RÉFLEXIONS pour Mc 7:14-23
Le fait même que les disciples demandent qu'on leur explique ce que le Seigneur a dit au peuple et aux pharisiens au sujet de la souillure est déjà étonnant : « Rien de ce qui entre dans l'homme du dehors ne peut le souiller ; mais ce qui sort de lui, voilà ce qui souille l'homme ». Le problème tient sans doute au fait que la compréhension du péché comme souillure, comme saleté, répandue dans beaucoup de religions (et habituelle aussi pour l'Ancien Testament), part de l'idée que la source de cette saleté se trouve hors de l'homme. En entrant en contact (corporellement ou moralement) avec cette saleté qui existe en dehors de l'homme, tu te salis et tu deviens désagréable aux yeux de Dieu. L'image visuelle très vive d'un individu puant et non lavé s'est trouvée pour toujours liée, dans la conscience humaine, à la violation du dessein de Dieu.
Cette représentation d'une source extérieure du mal qui souille l'homme est importante parce qu'elle réduit considérablement la mesure de notre responsabilité.
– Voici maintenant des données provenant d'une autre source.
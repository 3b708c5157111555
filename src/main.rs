#![warn(clippy::pedantic)]
#![warn(clippy::std_instead_of_core)]
#![warn(clippy::str_to_string)]
#![warn(clippy::unused_trait_names)]

mod config;

use std::io::Write as _;
use std::process::ExitCode;

use anyhow::Context as _;
use clap::Parser as _;
use wintoast::{ActivationType, Audio, PowerShell, Scenario, render};

#[derive(clap::Parser)]
#[command(author, version, about, long_about = None)]
struct Args {
    /// Toast title
    title: String,

    /// Toast body
    message: Option<String>,

    /// Small text shown under the body
    #[arg(long)]
    attribution: Option<String>,

    /// Application user model id the toast is shown under (env WINTOAST_APP_ID)
    #[arg(long)]
    app_id: Option<String>,

    /// Logo image, as a URI or a local path
    #[arg(long, value_name = "URI|PATH")]
    icon: Option<String>,

    /// Crop the logo image to a circle
    #[arg(long)]
    circle: bool,

    /// Hero image, as a URI or a local path
    #[arg(long, value_name = "URI|PATH")]
    hero: Option<String>,

    /// Inline image, as a URI or a local path
    #[arg(long, value_name = "URI|PATH")]
    image: Option<String>,

    /// Sound cue, e.g. default, mail, looping-alarm2 or silent
    #[arg(long, value_name = "CUE")]
    audio: Option<Audio>,

    /// Loop the sound cue
    #[arg(long = "loop")]
    r#loop: bool,

    /// Keep the toast on screen longer
    #[arg(long)]
    long: bool,

    /// default, alarm, reminder or incoming-call
    #[arg(long)]
    scenario: Option<Scenario>,

    /// foreground, background, protocol or system
    #[arg(long)]
    activation_type: Option<ActivationType>,

    /// Arguments passed back when the toast is clicked
    #[arg(long, value_name = "ARGS")]
    launch: Option<String>,

    /// Button as content|arguments[|activationType] (can be specified multiple times)
    #[arg(long, value_name = "ACTION")]
    action: Vec<String>,

    /// Interpreter used to show the toast
    #[arg(long, value_name = "PROGRAM", default_value = PowerShell::PROGRAM)]
    interpreter: String,

    /// Print the script instead of running it
    #[arg(long)]
    dry_run: bool,
}

fn main() -> ExitCode {
    env_logger::Builder::from_env(env_logger::Env::default().default_filter_or("info"))
        .format(|buf, record| {
            if record.level() == log::Level::Info {
                writeln!(buf, "{}", record.args())
            } else {
                writeln!(buf, "[{}] {}", record.level(), record.args())
            }
        })
        .init();

    if let Err(e) = run(&Args::parse()) {
        log::error!("{e:#}");
        return ExitCode::FAILURE;
    }

    ExitCode::SUCCESS
}

fn run(args: &Args) -> anyhow::Result<()> {
    let mut notification = args.notification()?;

    if args.dry_run {
        notification.apply_defaults();
        print!("{}", render::script(&notification)?);
        return Ok(());
    }

    notification
        .send_with(&PowerShell::with_program(args.interpreter.clone()))
        .context("Failed to show toast")
}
En effet, peut-on condamner un homme qui a marché dans une bouse de vache ? On ne peut que le plaindre (l'option « se moquer de lui », bien entendu, n'est pas envisagée). Pourtant le Seigneur dit que la source du mal qui souille l'homme se trouve dans le cœur de l'homme. Par conséquent, nous portons nous-mêmes pleinement la responsabilité du mal que nous, et nous seuls, laissons entrer dans ce monde, tout comme du fait que Dieu nous voit sous une apparence aussi repoussante.